浜名史学

歴史や現実を鋭く見抜く眼力を養うためのブログ。読書をすすめ、時にまったくローカルな話題も入る摩訶不思議なブログ。

『逍遥通信』第八号を読む

2023-04-16 21:27:10 | 

 札幌で刊行している『逍遥通信』、その八号、書き手には知った名前の人もいるが、ほとんどが知らない人だ。しかし、なかなか読ませる文が並んでいる。編集人の澤田展人が書いた「1970年のトリックスター」は、高校時代の友人であった田代成雅について書かれている。田代は別に有名人でも何でもない。もう亡くなられているが、しかし、その人の人生をたどるだけで、人間について考えさせる。田代は個性的な性格で、また個性的な生き方をした。別にその内面に迫るわけでないのに、その人生を描くだけで、人間というもの、生き方について考えさせる。

 小田島本有は「外岡秀俊論(三)」を書く。副題は「情報を集め、書く、そして疋田圭一郎の存在」である。このブログでは、朝日新聞社を批判するが、しかし朝日新聞記者にはよいひとがたくさんいたし、今もいる。私にとって、本多勝一は、若いころからずっと関心を持っていた人であり、彼の本はたくさん読んできた。私の文章は、本多の『日本語の作文技術』を基本にしている。ただ、斎藤美奈子さんがこの本を厳しく批評しているので、ほかによいものがあるのかもしれないと、今は思っている。

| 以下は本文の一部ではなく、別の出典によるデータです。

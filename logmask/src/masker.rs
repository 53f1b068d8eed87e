//! Recursive masking of structured values by field name.

use std::{
    collections::BTreeMap,
    sync::{
        Arc,
        atomic::{AtomicU64, Ordering},
    },
};

use serde::{Deserialize, Serialize};

use crate::{
    error::RedactError,
    fields::SensitiveFieldSet,
    token::DEFAULT_MASK_TOKEN,
    value::{Scalar, StructuredValue},
};

/// Containers nested deeper than this are treated as unmaskable.
pub const DEFAULT_MAX_DEPTH: usize = 128;

/// What to do with a value the masker cannot walk.
///
/// A value is unmaskable when an application type fails to canonicalize or
/// when containers nest past the depth limit. Values under a sensitive key
/// are never walked, so these policies only ever apply to values whose
/// enclosing keys did not match.
#[derive(Clone, Copy, Debug, Default, PartialEq, Eq, Serialize, Deserialize)]
#[serde(rename_all = "snake_case")]
pub enum OnMaskFailure {
    /// Return the error; the enclosing field fails to encode.
    #[default]
    Reject,
    /// Replace the unmaskable value with the mask token.
    Mask,
    /// Keep the unmaskable value as it is.
    PassThrough,
}

/// Masks the values of sensitive keys inside a [`StructuredValue`].
///
/// A masker is a cheap snapshot: the field set is shared and the token is the
/// one read when the masker was built. Clones share the failure counter.
#[derive(Clone, Debug)]
pub struct Masker {
    fields: Arc<SensitiveFieldSet>,
    token: Arc<String>,
    on_failure: OnMaskFailure,
    max_depth: usize,
    failures: Arc<AtomicU64>,
}

impl Masker {
    /// Creates a masker using [`DEFAULT_MASK_TOKEN`].
    pub fn new(fields: impl Into<Arc<SensitiveFieldSet>>) -> Self {
        Self {
            fields: fields.into(),
            token: Arc::new(DEFAULT_MASK_TOKEN.to_owned()),
            on_failure: OnMaskFailure::default(),
            max_depth: DEFAULT_MAX_DEPTH,
            failures: Arc::default(),
        }
    }

    pub(crate) fn from_parts(
        fields: Arc<SensitiveFieldSet>,
        token: Arc<String>,
        on_failure: OnMaskFailure,
        max_depth: usize,
        failures: Arc<AtomicU64>,
    ) -> Self {
        Self {
            fields,
            token,
            on_failure,
            max_depth,
            failures,
        }
    }

    #[must_use]
    pub fn with_token(mut self, token: impl Into<String>) -> Self {
        self.token = Arc::new(token.into());
        self
    }

    #[must_use]
    pub fn with_failure_policy(mut self, on_failure: OnMaskFailure) -> Self {
        self.on_failure = on_failure;
        self
    }

    #[must_use]
    pub fn with_max_depth(mut self, max_depth: usize) -> Self {
        self.max_depth = max_depth;
        self
    }

    pub fn fields(&self) -> &SensitiveFieldSet {
        &self.fields
    }

    pub fn token(&self) -> &str {
        &self.token
    }

    pub fn failure_policy(&self) -> OnMaskFailure {
        self.on_failure
    }

    /// Number of unmaskable values met by this masker and its clones.
    pub fn failure_count(&self) -> u64 {
        self.failures.load(Ordering::Relaxed)
    }

    /// Returns a masked copy of `value`.
    ///
    /// Every value under a sensitive key, whatever its shape, becomes the
    /// mask token. Everything else keeps its key, position and contents. The
    /// output is built while walking; `value` itself is never copied whole.
    pub fn mask(&self, value: &StructuredValue) -> Result<StructuredValue, RedactError> {
        self.mask_ref(value, 0)
    }

    /// Like [`Masker::mask`] but consumes the value, reusing its allocations.
    pub fn mask_owned(&self, value: StructuredValue) -> Result<StructuredValue, RedactError> {
        self.mask_at(value, 0)
    }

    /// The scalar written over sensitive values.
    pub fn token_value(&self) -> StructuredValue {
        StructuredValue::Scalar(Scalar::String(self.token.as_str().to_owned()))
    }

    fn mask_ref(&self, value: &StructuredValue, depth: usize) -> Result<StructuredValue, RedactError> {
        match value {
            StructuredValue::Object(Some(map)) => {
                if depth >= self.max_depth {
                    return self.recover(|| value.clone(), RedactError::DepthExceeded(self.max_depth));
                }
                map.iter()
                    .map(|(key, child)| {
                        let child = if self.fields.contains(key) {
                            self.token_value()
                        } else {
                            self.mask_ref(child, depth + 1)?
                        };
                        Ok::<_, RedactError>((key.clone(), child))
                    })
                    .collect::<Result<BTreeMap<_, _>, _>>()
                    .map(|map| StructuredValue::Object(Some(map)))
            }
            StructuredValue::Array(Some(items)) => {
                if depth >= self.max_depth {
                    return self.recover(|| value.clone(), RedactError::DepthExceeded(self.max_depth));
                }
                items
                    .iter()
                    .map(|item| self.mask_ref(item, depth + 1))
                    .collect::<Result<Vec<_>, _>>()
                    .map(|items| StructuredValue::Array(Some(items)))
            }
            // The canonical form is freshly built, so it is walked by value.
            StructuredValue::Unknown(opaque) => match opaque.canonicalize() {
                Ok(json) => self.mask_at(StructuredValue::from(json), depth),
                Err(err) => self.recover(|| value.clone(), RedactError::Canonicalize(err)),
            },
            other => Ok(other.clone()),
        }
    }

    fn mask_at(&self, value: StructuredValue, depth: usize) -> Result<StructuredValue, RedactError> {
        match value {
            StructuredValue::Object(Some(map)) => {
                if depth >= self.max_depth {
                    return self.recover(
                        || StructuredValue::Object(Some(map)),
                        RedactError::DepthExceeded(self.max_depth),
                    );
                }
                map.into_iter()
                    .map(|(key, child)| {
                        if self.fields.contains(&key) {
                            Ok((key, self.token_value()))
                        } else {
                            self.mask_at(child, depth + 1).map(|child| (key, child))
                        }
                    })
                    .collect::<Result<BTreeMap<_, _>, _>>()
                    .map(|map| StructuredValue::Object(Some(map)))
            }
            StructuredValue::Array(Some(items)) => {
                if depth >= self.max_depth {
                    return self.recover(
                        || StructuredValue::Array(Some(items)),
                        RedactError::DepthExceeded(self.max_depth),
                    );
                }
                items
                    .into_iter()
                    .map(|item| self.mask_at(item, depth + 1))
                    .collect::<Result<Vec<_>, _>>()
                    .map(|items| StructuredValue::Array(Some(items)))
            }
            StructuredValue::Unknown(opaque) => match opaque.canonicalize() {
                Ok(json) => self.mask_at(StructuredValue::from(json), depth),
                Err(err) => self.recover(
                    || StructuredValue::Unknown(opaque),
                    RedactError::Canonicalize(err),
                ),
            },
            // Scalars and absent containers pass through untouched.
            other => Ok(other),
        }
    }

    /// Applies the failure policy; `original` is only built for `PassThrough`.
    fn recover(
        &self,
        original: impl FnOnce() -> StructuredValue,
        err: RedactError,
    ) -> Result<StructuredValue, RedactError> {
        self.failures.fetch_add(1, Ordering::Relaxed);
        tracing::warn!(error = %err, policy = ?self.on_failure, "value could not be masked");
        match self.on_failure {
            OnMaskFailure::Reject => Err(err),
            OnMaskFailure::Mask => Ok(self.token_value()),
            OnMaskFailure::PassThrough => Ok(original()),
        }
    }
}
//! Wire-level response envelope shared by every backend endpoint.

// self
use crate::_prelude::*;

/// Ordered mapping from field name to its violation messages.
pub type FieldErrors = BTreeMap<String, Vec<String>>;

/// JSON wrapper shape returned by the backend for every call.
///
/// Exactly one of two outcomes holds per response: a success status with `data`
/// present, or the call is treated as failed. A success status with absent
/// `data` still fails (see [`Error::EmptyPayload`](crate::error::Error)).
#[derive(Clone, Debug, Default, PartialEq, Eq, Serialize, Deserialize)]
pub struct Envelope<T> {
	/// Payload of the caller-declared shape, absent on failures.
	#[serde(skip_serializing_if = "Option::is_none")]
	pub data: Option<T>,
	/// Human-readable summary supplied by the server.
	#[serde(skip_serializing_if = "Option::is_none")]
	pub message: Option<String>,
	/// Per-field validation violations, keyed by field name.
	#[serde(skip_serializing_if = "Option::is_none")]
	pub errors: Option<FieldErrors>,
}

#[cfg(test)]
mod tests {
	// self
	use super::*;

	#[test]
	fn envelope_decodes_success_shape() {
		let envelope: Envelope<Vec<serde_json::Value>> =
			serde_json::from_str(r#"{"data":[{"id":1,"name":"Acme"}]}"#)
				.expect("Success envelope should decode.");

		assert!(envelope.message.is_none());
		assert!(envelope.errors.is_none());
		assert_eq!(
			envelope.data.expect("Success envelope should carry data.").len(),
			1,
		);
	}

	#[test]
	fn envelope_decodes_validation_failure_shape() {
		let envelope: Envelope<serde_json::Value> = serde_json::from_str(
			r#"{"message":"Validation failed","errors":{"email":["is invalid","is taken"]}}"#,
		)
		.expect("Failure envelope should decode.");

		assert!(envelope.data.is_none());
		assert_eq!(envelope.message.as_deref(), Some("Validation failed"));

		let errors = envelope.errors.expect("Failure envelope should carry field errors.");

		assert_eq!(
			errors.get("email").map(Vec::len),
			Some(2),
		);
	}

	#[test]
	fn envelope_tolerates_unknown_members() {
		let envelope: Envelope<i64> =
			serde_json::from_str(r#"{"data":7,"meta":{"page":1}}"#)
				.expect("Envelope should ignore members it does not model.");

		assert_eq!(envelope.data, Some(7));
	}
}
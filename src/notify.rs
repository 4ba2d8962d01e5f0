//! Injected notification capability used by the pipeline's error finalization.
//!
//! The original dashboard surfaced failures through a hardcoded toast import;
//! here the capability is a dependency of [`ApiClient`](crate::client::ApiClient)
//! so the pipeline stays testable without a UI harness.

/// Transient user-facing notification sink.
///
/// The pipeline calls [`notify`](Notifier::notify) exactly once per failed call
/// with the error's display message, then propagates the error unchanged.
pub trait Notifier
where
	Self: Send + Sync,
{
	/// Surfaces a transient message to the user.
	fn notify(&self, message: &str);
}

/// Notifier that discards every message, for headless callers.
#[derive(Clone, Copy, Debug, Default)]
pub struct NullNotifier;
impl Notifier for NullNotifier {
	fn notify(&self, _message: &str) {}
}

/// Notifier that forwards messages as `tracing` warn events.
#[cfg(feature = "tracing")]
#[derive(Clone, Copy, Debug, Default)]
pub struct TracingNotifier;
#[cfg(feature = "tracing")]
impl Notifier for TracingNotifier {
	fn notify(&self, message: &str) {
		tracing::warn!(target: "portal_client::notify", "{message}");
	}
}
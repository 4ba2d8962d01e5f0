//! Deployment selection and base-URL configuration for the API client.

// self
use crate::_prelude::*;

/// Deployment the client was built for.
///
/// Selection happens at construction time, never by runtime environment
/// sniffing; the deployment drives both the default base URL and whether the
/// session cookie carries the `Secure` attribute.
#[derive(Clone, Copy, Debug, PartialEq, Eq, Hash, Serialize, Deserialize)]
pub enum Deployment {
	/// Local development against a backend on the developer machine.
	Development,
	/// Production deployment against the remote backend.
	Production,
}
impl Deployment {
	/// Default API base URL baked in for this deployment.
	pub const fn base_url_str(self) -> &'static str {
		match self {
			Deployment::Development => "http://localhost:8000/api",
			Deployment::Production => "https://test-be-dashboard.forweb.tech/api",
		}
	}

	/// Whether session cookies must carry the `Secure` attribute.
	pub const fn secure_cookies(self) -> bool {
		matches!(self, Deployment::Production)
	}

	/// Parses the deployment's default base URL.
	pub fn base_url(self) -> Url {
		Url::parse(self.base_url_str()).expect("Compiled-in base URLs are valid.")
	}
}

/// Immutable configuration handed to [`ApiClient`](crate::client::ApiClient).
#[derive(Clone, Debug)]
pub struct ClientConfig {
	/// Base URL every descriptor path is appended to.
	pub base_url: Url,
	/// Deployment the client runs under.
	pub deployment: Deployment,
}
impl ClientConfig {
	/// Builds a configuration with the deployment's default base URL.
	pub fn for_deployment(deployment: Deployment) -> Self {
		Self { base_url: deployment.base_url(), deployment }
	}

	/// Replaces the base URL while keeping the deployment's cookie policy.
	pub fn with_base_url(mut self, base_url: Url) -> Self {
		self.base_url = base_url;

		self
	}
}

#[cfg(test)]
mod tests {
	// self
	use super::*;

	#[test]
	fn deployments_select_base_url_and_cookie_policy() {
		assert_eq!(
			Deployment::Development.base_url_str(),
			"http://localhost:8000/api",
		);
		assert_eq!(
			Deployment::Production.base_url_str(),
			"https://test-be-dashboard.forweb.tech/api",
		);
		assert!(!Deployment::Development.secure_cookies());
		assert!(Deployment::Production.secure_cookies());
	}

	#[test]
	fn base_url_override_keeps_deployment() {
		let config = ClientConfig::for_deployment(Deployment::Production).with_base_url(
			Url::parse("https://staging.internal/api").expect("Override URL should parse."),
		);

		assert_eq!(config.base_url.as_str(), "https://staging.internal/api");
		assert_eq!(config.deployment, Deployment::Production);
	}
}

 外岡も文章読本みたいなものを書いているようだが、私は読んだことはない。『日本語の作文技術』で自足しているからである。

 外岡が尊敬している朝日の記者は、疋田圭一郎である。疋田については、本多も激賞している。疋田は新聞記者の鏡といった存在であった。文章も、文のキレも、また文を書くまなざしも、卓越していたようだ。私も昔は『朝日新聞』読者であったから、疋田の文はかなり読んでいるはずだ。

 いま調べているテーマがあるので、それに投入する時間の合間に、疋田を読もうと思っている。図書館から本多勝一の『疋田圭一郎という新聞記者がいた』(新樹社)を借り出して、今日一日で読み上げた。この本で知ったこと、ひとつは疋田らがリクルートから饗応にあったという岩瀬達哉による誤報に対する疋田や本多の怒りを知った。またすでに廃刊となっているが、『噂の真相』という雑誌に対して本多が強い怒りを持ったことなどである。

 そのなかで、『噂の真相』が本多の素顔を載せたという。本多は、いつもかつらとサングラスを用いていた。いろいろ問題となるような記事をたくさん書いていた本多にとって、それはみずからを賊の攻撃から守るための手段であった。

 しかし私は彼の素顔を見たことがある。浜松市で『週刊金曜日』刊行の宣伝のために、筑紫哲也と本多勝一の講演会を企画したことがあった。講演のあとの懇親会で、本多は素顔を見せた。ふつうのおじさんであった。この顔ならあまりつけ狙われるようなことはないのではと思った。とはいえ、この講演会は、警察の警備を要請し、講演会場には多くの警察官がいた。本多をウヨクが狙っているという情報が流れてきて、警察に警護を依頼したからだ。これは当時の『週刊金曜日』の編集長であった和多田進の決断であった。

 本多も、そのときのことを書いている。『月刊あれころ』に、こう書いた。

 「・・・これ以後に体験した生々しい例は、浜松市での筑紫哲也氏と二人の講演会でしょう。私は知らなかったのですが、会場に到着したとき私服刑事が迎えて言いました。ー会場に刑事30人が来て警戒している。「一人一殺」を唱えているある暴力団極右の男が、本多を狙ってここに来るという情報があったからだ。その男の顔は分かっているので来たら密着するが、一応知って注意してほしい・・・。刑事はそう言いながら、私服でも刑事と分かる30人共通のあるサインを教えました。」(『疋田圭一郎という新聞記者がいた』166ページ)

 いずれにしても、朝日新聞社には名文家がいた。疋田圭一郎もその一人である。文章が上手になるには、名文家の文を読むことだ、という説を聞いたことがある。いまさら、と思いつつ、疋田の文を読んでみようと思っている。外岡らが編集した『新聞記者 疋田圭一郎とその仕事』(朝日新聞社)を図書館から借りだすつもりだ。

 『逍遥通信』を読んでいると、次々と知的関心が呼び覚まされる。

 今日読み終えた本は、本多の『疋田圭一郎という新聞記者がいた』である。脳が活性化しているようだ。